If this is true, you may notice additional symptoms:
- Hot flashes
- Night sweats
- Irregular menstrual periods
The migraines you experience may have the above-mentioned symptoms as well as loss of appetite, neck pain, and gastrointestinal pain.
Traditional care for migraines usually involves a combination of estradiol, triptans, and NSAIDs. As many as half of women who visit their family doctor for help with migraines attribute them to menstruation. However, many women choose just to ride out the pain and not seek additional care as they feel they can get medication, such as NSAIDs, over-the-counter anyway. However, it is important to recognize that all medications come with unwanted and dangerous side effects, even leading to more headaches in the long run. What if there was a natural, safe way to care for migraines?
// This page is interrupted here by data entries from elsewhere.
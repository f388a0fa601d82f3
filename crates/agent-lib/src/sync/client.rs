//! gRPC client for the relay's snapshot stream
//!
//! This module provides:
//! - the `StreamOpener`/`OutboundStream` seams used by the delivery loop
//! - a tonic implementation that opens a fresh channel per stream
//! - endpoint normalization for bare `host:port` relay addresses

use super::wire;
use crate::error::AgentError;
use crate::models::Snapshot;
use crate::proto::relay::v1 as relay;
use crate::proto::MetricsServiceClient;
use anyhow::{Context, Result};
use async_trait::async_trait;
use std::time::Duration;
use tokio::sync::mpsc;
use tokio::task::JoinHandle;
use tokio_stream::wrappers::ReceiverStream;
use tonic::transport::Endpoint;
use tracing::{debug, info};

/// One open client-streaming call to the relay
#[async_trait]
pub trait OutboundStream: Send {
    /// Send one snapshot; a failure means the stream is unusable
    async fn send(&mut self, snapshot: &Snapshot) -> Result<(), AgentError>;

    /// Close the send side and wait for the relay's acknowledgment
    async fn close(&mut self) -> Result<String, AgentError>;
}

/// Opens outbound streams to the relay
#[async_trait]
pub trait StreamOpener: Send {
    async fn open(&mut self) -> Result<Box<dyn OutboundStream>, AgentError>;
}

/// Configuration for the relay client
#[derive(Debug, Clone)]
pub struct RelayConfig {
    /// Relay address, `host:port` or a full URL
    pub endpoint: String,
    /// Connection timeout
    pub connect_timeout: Duration,
    /// Upper bound on a single send
    pub send_timeout: Duration,
    /// How long to wait for the acknowledgment on close
    pub ack_timeout: Duration,
    /// Keepalive interval
    pub keepalive_interval: Duration,
    /// Keepalive timeout
    pub keepalive_timeout: Duration,
}

impl Default for RelayConfig {
    fn default() -> Self {
        Self {
            endpoint: "http://localhost:50051".to_string(),
            connect_timeout: Duration::from_secs(10),
            send_timeout: Duration::from_secs(10),
            ack_timeout: Duration::from_secs(5),
            keepalive_interval: Duration::from_secs(30),
            keepalive_timeout: Duration::from_secs(10),
        }
    }
}

/// Turn a relay address into a URI tonic accepts
///
/// Addresses without a scheme are treated as plaintext `http`.
pub fn normalize_endpoint(address: &str) -> Result<String> {
    let address = address.trim();
    let candidate = if address.contains("://") {
        address.to_string()
    } else {
        format!("http://{address}")
    };

    let url = url::Url::parse(&candidate)
        .with_context(|| format!("Invalid relay address: {address}"))?;
    if url.host_str().is_none() {
        anyhow::bail!("No host in relay address: {address}");
    }

    Ok(candidate)
}

/// `StreamOpener` over tonic
pub struct RelayClient {
    config: RelayConfig,
}

impl RelayClient {
    pub fn new(mut config: RelayConfig) -> Result<Self> {
        config.endpoint = normalize_endpoint(&config.endpoint)?;
        Ok(Self { config })
    }

    pub fn endpoint(&self) -> &str {
        &self.config.endpoint
    }
}

#[async_trait]
impl StreamOpener for RelayClient {
    async fn open(&mut self) -> Result<Box<dyn OutboundStream>, AgentError> {
        let endpoint = self.config.endpoint.as_str();
        let channel = Endpoint::from_shared(endpoint.to_string())
            .map_err(|e| open_error(endpoint, e))?
            .connect_timeout(self.config.connect_timeout)
            .http2_keep_alive_interval(self.config.keepalive_interval)
            .keep_alive_timeout(self.config.keepalive_timeout)
            .keep_alive_while_idle(true)
            .connect()
            .await
            .map_err(|e| open_error(endpoint, e))?;

        let mut client = MetricsServiceClient::new(channel);
        let (tx, rx) = mpsc::channel::<relay::Metrics>(1);
        let response = tokio::spawn(async move {
            client
                .send_metrics(ReceiverStream::new(rx))
                .await
                .map(|r| r.into_inner().message)
        });

        info!(endpoint = %self.config.endpoint, "Opened relay stream");

        Ok(Box::new(GrpcOutboundStream {
            tx: Some(tx),
            response: Some(response),
            send_timeout: self.config.send_timeout,
            ack_timeout: self.config.ack_timeout,
        }))
    }
}

fn open_error(endpoint: &str, err: impl std::fmt::Display) -> AgentError {
    AgentError::DeliveryOpen(format!("{endpoint}: {err}"))
}

type AckHandle = JoinHandle<Result<String, tonic::Status>>;

/// Outbound half of a `SendMetrics` call
///
/// Messages go through a single-slot channel into the spawned call, so a
/// send that returns `Ok` may still be lost if the relay fails right after.
struct GrpcOutboundStream {
    tx: Option<mpsc::Sender<relay::Metrics>>,
    response: Option<AckHandle>,
    send_timeout: Duration,
    ack_timeout: Duration,
}

impl GrpcOutboundStream {
    /// Reason the call ended, when it already has
    async fn finished_reason(&mut self) -> Option<String> {
        let finished = self.response.as_ref().map_or(true, |h| h.is_finished());
        if !finished {
            return None;
        }
        Some(match self.response.take() {
            Some(handle) => match handle.await {
                Ok(Ok(ack)) => format!("relay closed the stream: {ack}"),
                Ok(Err(status)) => format!("relay stream failed: {}", status.message()),
                Err(e) => format!("relay stream task failed: {e}"),
            },
            None => "relay stream already ended".to_string(),
        })
    }
}

#[async_trait]
impl OutboundStream for GrpcOutboundStream {
    async fn send(&mut self, snapshot: &Snapshot) -> Result<(), AgentError> {
        if let Some(reason) = self.finished_reason().await {
            return Err(AgentError::DeliverySend(reason));
        }
        let tx = self
            .tx
            .as_ref()
            .ok_or_else(|| AgentError::DeliverySend("stream already closed".to_string()))?;

        let sent = tokio::time::timeout(self.send_timeout, tx.send(wire::to_metrics(snapshot))).await;
        match sent {
            Ok(Ok(())) => Ok(()),
            Ok(Err(_)) => Err(AgentError::DeliverySend(
                self.finished_reason()
                    .await
                    .unwrap_or_else(|| "relay stream closed".to_string()),
            )),
            Err(_) => Err(AgentError::DeliverySend(format!(
                "send timed out after {:?}",
                self.send_timeout
            ))),
        }
    }

    async fn close(&mut self) -> Result<String, AgentError> {
        drop(self.tx.take());
        let handle = self
            .response
            .take()
            .ok_or_else(|| AgentError::DeliverySend("stream already closed".to_string()))?;

        match tokio::time::timeout(self.ack_timeout, handle).await {
            Ok(Ok(Ok(ack))) => {
                debug!(ack = %ack, "Relay acknowledged stream");
                Ok(ack)
            }
            Ok(Ok(Err(status))) => Err(AgentError::DeliverySend(status.message().to_string())),
            Ok(Err(e)) => Err(AgentError::DeliverySend(e.to_string())),
            Err(_) => Err(AgentError::DeliverySend(format!(
                "no acknowledgment within {:?}",
                self.ack_timeout
            ))),
        }
    }
}

impl Drop for GrpcOutboundStream {
    fn drop(&mut self) {
        if let Some(handle) = self.response.take() {
            handle.abort();
        }
    }
}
Migraines Respond Favorably to Upper Cervical Chiropractic
Here at Scenic City Clinic of Chiropractic in Chattanooga, Tennessee, we have had success in helping our migraine patients get relief. There is a delicate relationship between a misalignment in the upper neck and how it affects the overall health of your body. The top bones of the spine – the C1 and C2 vertebrae – are designed to protect the brainstem. However, if they become misaligned, they can actually put the brainstem under pressure and cause it to send faulty signals to the brain, leading to migraines.
We use a gentle method to help readjust these bones and allow them to move back into place naturally without popping or cracking the neck. This has helped our patients and those in case studies to see an improvement in migraines. Some patients have seen them go away indefinitely.